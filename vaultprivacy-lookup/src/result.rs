use crate::error::LookupError;
use serde::{Deserialize, Serialize};
use std::fmt;

/// Privacy grade assigned by ToS;DR. Anything outside `A`..`E` is `Unknown`.
#[derive(Debug, Clone, Copy, PartialEq, Eq, Hash, PartialOrd, Ord, Serialize, Deserialize)]
#[serde(from = "String")]
pub enum Grade {
    A,
    B,
    C,
    D,
    E,
    Unknown,
}

impl Grade {
    /// All grades in report order.
    pub const ALL: [Grade; 6] = [
        Grade::A,
        Grade::B,
        Grade::C,
        Grade::D,
        Grade::E,
        Grade::Unknown,
    ];

    pub fn from_letter(letter: &str) -> Self {
        match letter {
            "A" => Grade::A,
            "B" => Grade::B,
            "C" => Grade::C,
            "D" => Grade::D,
            "E" => Grade::E,
            _ => Grade::Unknown,
        }
    }

    pub fn as_str(&self) -> &'static str {
        match self {
            Grade::A => "A",
            Grade::B => "B",
            Grade::C => "C",
            Grade::D => "D",
            Grade::E => "E",
            Grade::Unknown => "Unknown",
        }
    }

    /// Sort rank: A < B < C < D < E < Unknown.
    pub fn rank(&self) -> usize {
        *self as usize
    }

    pub fn is_known(&self) -> bool {
        *self != Grade::Unknown
    }

    pub fn is_risky(&self) -> bool {
        matches!(self, Grade::D | Grade::E)
    }
}

impl From<String> for Grade {
    fn from(value: String) -> Self {
        Grade::from_letter(&value)
    }
}

impl fmt::Display for Grade {
    fn fmt(&self, f: &mut fmt::Formatter<'_>) -> fmt::Result {
        f.write_str(self.as_str())
    }
}

/// Rating for one normalized domain.
#[derive(Debug, Clone, PartialEq, Eq)]
pub struct RatingRecord {
    pub domain: String,
    pub grade: Grade,
    pub service_id: Option<i64>,
    pub name: String,
}

impl RatingRecord {
    /// The record used whenever a lookup fails or finds no candidate.
    pub fn unknown(domain: &str) -> Self {
        Self {
            domain: domain.to_string(),
            grade: Grade::Unknown,
            service_id: None,
            name: domain.to_string(),
        }
    }

    pub fn status(&self) -> &'static str {
        if self.grade.is_known() {
            "Found"
        } else {
            "Unknown"
        }
    }
}

/// Result of querying the search endpoint, before it is folded into a record.
#[derive(Debug)]
pub enum LookupOutcome {
    Found(RatingRecord),
    NoMatch,
    Failed(LookupError),
}

impl LookupOutcome {
    pub fn into_record(self, domain: &str) -> RatingRecord {
        match self {
            LookupOutcome::Found(record) => record,
            LookupOutcome::NoMatch | LookupOutcome::Failed(_) => RatingRecord::unknown(domain),
        }
    }
}

#[cfg(test)]
mod tests {
    use super::*;

    #[test]
    fn test_grade_from_letter_rejects_lowercase_and_garbage() {
        assert_eq!(Grade::from_letter("C"), Grade::C);
        assert_eq!(Grade::from_letter("c"), Grade::Unknown);
        assert_eq!(Grade::from_letter("F"), Grade::Unknown);
        assert_eq!(Grade::from_letter(""), Grade::Unknown);
    }

    #[test]
    fn test_grade_rank_orders_unknown_last() {
        let mut grades = vec![Grade::Unknown, Grade::E, Grade::A, Grade::C];
        grades.sort_by_key(Grade::rank);
        assert_eq!(grades, vec![Grade::A, Grade::C, Grade::E, Grade::Unknown]);
    }

    #[test]
    fn test_grade_deserializes_invalid_letter_as_unknown() {
        let grade: Grade = serde_json::from_str("\"Z\"").unwrap();
        assert_eq!(grade, Grade::Unknown);
        let grade: Grade = serde_json::from_str("\"Unknown\"").unwrap();
        assert_eq!(grade, Grade::Unknown);
        assert_eq!(serde_json::to_string(&Grade::B).unwrap(), "\"B\"");
    }

    #[test]
    fn test_failed_outcome_folds_to_unknown_record() {
        let record = LookupOutcome::Failed(LookupError::Status(503)).into_record("test.org");
        assert_eq!(record, RatingRecord::unknown("test.org"));
        assert_eq!(record.status(), "Unknown");
        assert_eq!(record.name, "test.org");
    }
}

━━━━━━━━

> Directions: Wherever the string "PartialEq" appears in the data above, copy the line it sits in.

> Problem solution:
#[derive(Debug, Clone, Copy, PartialEq, Eq, Hash, PartialOrd, Ord, Serialize, Deserialize)]
#[derive(Debug, Clone, PartialEq, Eq)]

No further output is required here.